Work instruction. Pull every line holding the string "SocketAddr" from the records below.

** Opening Record excerpts block **

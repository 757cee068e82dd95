//! JWT Pizza Common Library
//!
//! Domain model and fixed reference data shared by the mock backend and the
//! E2E harness.

pub mod error;
pub mod fixtures;
pub mod types;

pub use error::{Error, Result};
pub use types::*;
//! Error types for the mock backend

use std::net::SocketAddr;
use thiserror::Error;

#[derive(Error, Debug)]
pub enum MockError {
    #[error("Failed to bind mock server on {addr}: {source}")]
    Bind {
        addr: SocketAddr,
        #[source]
        source: std::io::Error,
    },

    #[error("IO error: {0}")]
    Io(#[from] std::io::Error),
}

pub type MockResult<T> = Result<T, MockError>;
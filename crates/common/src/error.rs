//! Error types for the JWT Pizza domain

use thiserror::Error;

/// Result type alias using the domain Error
pub type Result<T> = std::result::Result<T, Error>;

#[derive(Error, Debug)]
pub enum Error {
    #[error("No fixture identity with email {0}")]
    UnknownIdentity(String),
}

** Closing Record excerpts block **

Solution for this exercise.
use std::net::SocketAddr;
        addr: SocketAddr,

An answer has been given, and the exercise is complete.